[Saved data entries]
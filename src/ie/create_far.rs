// src/ie/create_far.rs

//! Create FAR Information Element.

use crate::error::PfcpError;
use crate::ie::apply_action::ApplyAction;
use crate::ie::bar_id::BarId;
use crate::ie::destination_interface::{DestinationInterface, Interface};
use crate::ie::duplicating_parameters::DuplicatingParameters;
use crate::ie::far_id::FarId;
use crate::ie::forwarding_parameters::ForwardingParameters;
use crate::ie::network_instance::NetworkInstance;
use crate::ie::{marshal_ies, Ie, IeIterator, IeType};
use std::io;

/// Traffic direction for FAR rules
#[derive(Debug, Clone, Copy, PartialEq, Eq)]
pub enum TrafficDirection {
    Uplink,
    Downlink,
}

/// Common FAR actions
#[derive(Debug, Clone, Copy, PartialEq, Eq)]
pub enum FarAction {
    Forward,
    Drop,
    Buffer,
    Duplicate,
    ForwardAndDuplicate,
}

impl FarAction {
    fn to_apply_action(self) -> ApplyAction {
        match self {
            FarAction::Forward => ApplyAction::FORW,
            FarAction::Drop => ApplyAction::DROP,
            FarAction::Buffer => ApplyAction::BUFF,
            FarAction::Duplicate => ApplyAction::DUPL,
            FarAction::ForwardAndDuplicate => ApplyAction::FORW | ApplyAction::DUPL,
        }
    }
}

#[derive(Debug, Clone, PartialEq, Eq)]
pub struct CreateFar {
    pub far_id: FarId,
    pub apply_action: ApplyAction,
    pub forwarding_parameters: Option<ForwardingParameters>,
    pub duplicating_parameters: Option<DuplicatingParameters>,
    pub bar_id: Option<BarId>,
}

impl CreateFar {
    /// Creates a new Create FAR IE.
    pub fn new(far_id: FarId, apply_action: ApplyAction) -> Self {
        CreateFar {
            far_id,
            apply_action,
            forwarding_parameters: None,
            duplicating_parameters: None,
            bar_id: None,
        }
    }

    /// Creates a FAR with a specific action type.
    pub fn with_action(far_id: FarId, action: FarAction) -> Self {
        CreateFar::new(far_id, action.to_apply_action())
    }

    /// Adds forwarding parameters to the FAR.
    pub fn with_forwarding_parameters(mut self, params: ForwardingParameters) -> Self {
        self.forwarding_parameters = Some(params);
        self
    }

    /// Adds duplicating parameters to the FAR.
    pub fn with_duplicating_parameters(mut self, params: DuplicatingParameters) -> Self {
        self.duplicating_parameters = Some(params);
        self
    }

    /// Adds BAR ID for buffering actions.
    pub fn with_bar_id(mut self, bar_id: BarId) -> Self {
        self.bar_id = Some(bar_id);
        self
    }

    /// Creates a simple forwarding FAR for uplink traffic.
    pub fn uplink_forward(far_id: FarId, destination: Interface) -> Self {
        let dest_interface = DestinationInterface::new(destination);
        let forwarding_params = ForwardingParameters::new(dest_interface);

        CreateFar::with_action(far_id, FarAction::Forward)
            .with_forwarding_parameters(forwarding_params)
    }

    /// Creates a simple forwarding FAR for downlink traffic.
    pub fn downlink_forward(far_id: FarId, destination: Interface) -> Self {
        let dest_interface = DestinationInterface::new(destination);
        let forwarding_params = ForwardingParameters::new(dest_interface);

        CreateFar::with_action(far_id, FarAction::Forward)
            .with_forwarding_parameters(forwarding_params)
    }

    /// Creates a drop FAR.
    pub fn drop(far_id: FarId) -> Self {
        CreateFar::with_action(far_id, FarAction::Drop)
    }

    /// Creates a buffer FAR with BAR ID.
    pub fn buffer(far_id: FarId, bar_id: BarId) -> Self {
        CreateFar::with_action(far_id, FarAction::Buffer).with_bar_id(bar_id)
    }

    /// Marshals the Create FAR into bytes.
    pub fn marshal(&self) -> Vec<u8> {
        let mut ies = Vec::new();

        // FAR ID is mandatory
        ies.push(self.far_id.to_ie());

        // Apply Action is mandatory
        ies.push(Ie::new(
            IeType::ApplyAction,
            self.apply_action.marshal().to_vec(),
        ));

        // Optional IEs
        if let Some(ref fp) = self.forwarding_parameters {
            ies.push(fp.to_ie());
        }
        if let Some(ref dp) = self.duplicating_parameters {
            ies.push(dp.to_ie());
        }
        if let Some(ref bar_id) = self.bar_id {
            ies.push(bar_id.to_ie());
        }

        // Serialize all IEs
        marshal_ies(&ies)
    }

    /// Unmarshals Create FAR from bytes.
    pub fn unmarshal(data: &[u8]) -> Result<Self, PfcpError> {
        let mut far_id = None;
        let mut apply_action = None;
        let mut forwarding_parameters = None;
        let mut duplicating_parameters = None;
        let mut bar_id = None;

        for ie_result in IeIterator::new(data) {
            let ie = ie_result?;
            match ie.ie_type {
                IeType::FarId => far_id = Some(FarId::unmarshal(&ie.payload)?),
                IeType::ApplyAction => apply_action = Some(ApplyAction::unmarshal(&ie.payload)?),
                IeType::ForwardingParameters => {
                    forwarding_parameters = Some(ForwardingParameters::unmarshal(&ie.payload)?)
                }
                IeType::DuplicatingParameters => {
                    duplicating_parameters = Some(DuplicatingParameters::unmarshal(&ie.payload)?)
                }
                IeType::BarId => bar_id = Some(BarId::unmarshal(&ie.payload)?),
                _ => {} // Ignore unknown IEs
            }
        }

        Ok(CreateFar {
            far_id: far_id.ok_or_else(|| {
                PfcpError::missing_ie_in_grouped(IeType::FarId, IeType::CreateFar)
            })?,
            apply_action: apply_action.ok_or_else(|| {
                PfcpError::missing_ie_in_grouped(IeType::ApplyAction, IeType::CreateFar)
            })?,
            forwarding_parameters,
            duplicating_parameters,
            bar_id,
        })
    }

    /// Converts to IE.
    pub fn to_ie(&self) -> Ie {
        Ie::new(IeType::CreateFar, self.marshal())
    }

    /// Returns a builder for constructing Create FAR instances.
    pub fn builder(far_id: FarId) -> CreateFarBuilder {
        CreateFarBuilder::new(far_id)
    }
}

/// Builder for Create FAR Information Elements with validation.
///
/// The Create FAR builder provides an ergonomic way to construct FAR IEs for
/// traffic forwarding rules with proper validation of action and parameter combinations.
///
/// # Examples
///
/// ```rust
/// use pfcp_core::ie::create_far::{CreateFarBuilder, FarAction};
/// use pfcp_core::ie::far_id::FarId;
/// use pfcp_core::ie::destination_interface::{DestinationInterface, Interface};
/// use pfcp_core::ie::forwarding_parameters::ForwardingParameters;
///
/// // Simple forwarding FAR
/// let far = CreateFarBuilder::new(FarId::new(1))
///     .forward_to(Interface::Core)
///     .build()
///     .unwrap();
///
/// // Complex FAR with validation
/// let buffer_far = CreateFarBuilder::new(FarId::new(2))
///     .action(FarAction::Buffer)
///     .bar_id(pfcp_core::ie::bar_id::BarId::new(1))
///     .build()
///     .unwrap();
/// ```
#[derive(Debug, Default)]
pub struct CreateFarBuilder {
    far_id: Option<FarId>,
    apply_action: Option<ApplyAction>,
    forwarding_parameters: Option<ForwardingParameters>,
    duplicating_parameters: Option<DuplicatingParameters>,
    bar_id: Option<BarId>,
}

impl CreateFarBuilder {
    /// Creates a new Create FAR builder with the specified FAR ID.
    ///
    /// FAR ID is mandatory for all FAR instances.
    pub fn new(far_id: FarId) -> Self {
        CreateFarBuilder {
            far_id: Some(far_id),
            ..Default::default()
        }
    }

    /// Sets the apply action.
    pub fn apply_action(mut self, action: ApplyAction) -> Self {
        self.apply_action = Some(action);
        self
    }

    /// Sets the apply action using the enum helper.
    pub fn action(mut self, action: FarAction) -> Self {
        self.apply_action = Some(action.to_apply_action());
        self
    }

    /// Adds forwarding parameters.
    pub fn forwarding_parameters(mut self, params: ForwardingParameters) -> Self {
        self.forwarding_parameters = Some(params);
        self
    }

    /// Quick method to add forwarding to specific interface.
    pub fn forward_to(mut self, destination: Interface) -> Self {
        let dest_interface = DestinationInterface::new(destination);
        let forwarding_params = ForwardingParameters::new(dest_interface);
        self.forwarding_parameters = Some(forwarding_params);
        // Only set FORW action if no action is already set
        if self.apply_action.is_none() {
            self.apply_action = Some(ApplyAction::FORW);
        }
        self
    }

    /// Quick method to add forwarding with network instance.
    pub fn forward_to_network(
        mut self,
        destination: Interface,
        network_instance: NetworkInstance,
    ) -> Self {
        let dest_interface = DestinationInterface::new(destination);
        let forwarding_params =
            ForwardingParameters::new(dest_interface).with_network_instance(network_instance);
        self.forwarding_parameters = Some(forwarding_params);
        // Only set FORW action if no action is already set
        if self.apply_action.is_none() {
            self.apply_action = Some(ApplyAction::FORW);
        }
        self
    }

    /// Adds duplicating parameters.
    pub fn duplicating_parameters(mut self, params: DuplicatingParameters) -> Self {
        self.duplicating_parameters = Some(params);
        self
    }

    /// Adds BAR ID.
    pub fn bar_id(mut self, bar_id: BarId) -> Self {
        self.bar_id = Some(bar_id);
        self
    }

    /// Builds the Create FAR with comprehensive validation.
    ///
    /// # Errors
    ///
    /// Returns an error if:
    /// - FAR ID is not set (should not happen with current API)
    /// - Apply Action is not set
    /// - Action and parameter combinations are invalid (e.g., BUFF without BAR ID)
    /// - FORW action without forwarding parameters
    /// - DUPL action without duplicating parameters
    pub fn build(self) -> Result<CreateFar, io::Error> {
        let far_id = self
            .far_id
            .ok_or_else(|| io::Error::new(io::ErrorKind::InvalidData, "FAR ID is required"))?;

        let apply_action = self.apply_action.ok_or_else(|| {
            io::Error::new(io::ErrorKind::InvalidData, "Apply Action is required")
        })?;

        // Validate action and parameter combinations
        self.validate_action_parameters(&apply_action)?;

        Ok(CreateFar {
            far_id,
            apply_action,
            forwarding_parameters: self.forwarding_parameters,
            duplicating_parameters: self.duplicating_parameters,
            bar_id: self.bar_id,
        })
    }

    /// Validates that action and parameter combinations are correct.
    fn validate_action_parameters(&self, apply_action: &ApplyAction) -> Result<(), io::Error> {
        // Check BUFF requires BAR ID
        if apply_action.contains(ApplyAction::BUFF) && self.bar_id.is_none() {
            return Err(io::Error::new(
                io::ErrorKind::InvalidData,
                "BUFF action requires BAR ID to be set",
            ));
        }

        // Check FORW should have forwarding parameters (warning, not error)
        if apply_action.contains(ApplyAction::FORW) && self.forwarding_parameters.is_none() {
            // This is valid according to spec, but unusual - could be a warning in real implementation
        }

        // Check DUPL should have duplicating parameters (warning, not error)
        if apply_action.contains(ApplyAction::DUPL) && self.duplicating_parameters.is_none() {
            // This is valid according to spec, but unusual - could be a warning in real implementation
        }

        // Check BAR ID without BUFF action (unusual but not invalid)
        if self.bar_id.is_some() && !apply_action.contains(ApplyAction::BUFF) {
            // This is technically valid but unusual
        }

        Ok(())
    }

    /// Creates a FAR builder for dropping traffic.
    pub fn drop_traffic(far_id: FarId) -> Self {
        CreateFarBuilder::new(far_id).action(FarAction::Drop)
    }

    /// Creates a FAR builder for buffering traffic.
    pub fn buffer_traffic(far_id: FarId, bar_id: BarId) -> Self {
        CreateFarBuilder::new(far_id)
            .action(FarAction::Buffer)
            .bar_id(bar_id)
    }

    /// Creates a FAR builder for uplink forwarding to core.
    pub fn uplink_to_core(far_id: FarId) -> Self {
        CreateFarBuilder::new(far_id).forward_to(Interface::Core)
    }

    /// Creates a FAR builder for downlink forwarding to access.
    pub fn downlink_to_access(far_id: FarId) -> Self {
        CreateFarBuilder::new(far_id).forward_to(Interface::Access)
    }

    /// Creates a FAR builder for forwarding to DN (Data Network).
    pub fn to_data_network(far_id: FarId) -> Self {
        CreateFarBuilder::new(far_id).forward_to(Interface::Dn)
    }

    /// Creates a FAR builder with forwarding and duplication.
    pub fn forward_and_duplicate(far_id: FarId, destination: Interface) -> Self {
        let dest_interface = DestinationInterface::new(destination);
        let forwarding_params = ForwardingParameters::new(dest_interface);

        CreateFarBuilder::new(far_id)
            .action(FarAction::ForwardAndDuplicate)
            .forwarding_parameters(forwarding_params)
    }
}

** Task prompt **
Return all lines of the data in which the string "Check" appears.

** Solution for this exercise **
        // Check BUFF requires BAR ID
        // Check FORW should have forwarding parameters (warning, not error)
        // Check DUPL should have duplicating parameters (warning, not error)
        // Check BAR ID without BUFF action (unusual but not invalid)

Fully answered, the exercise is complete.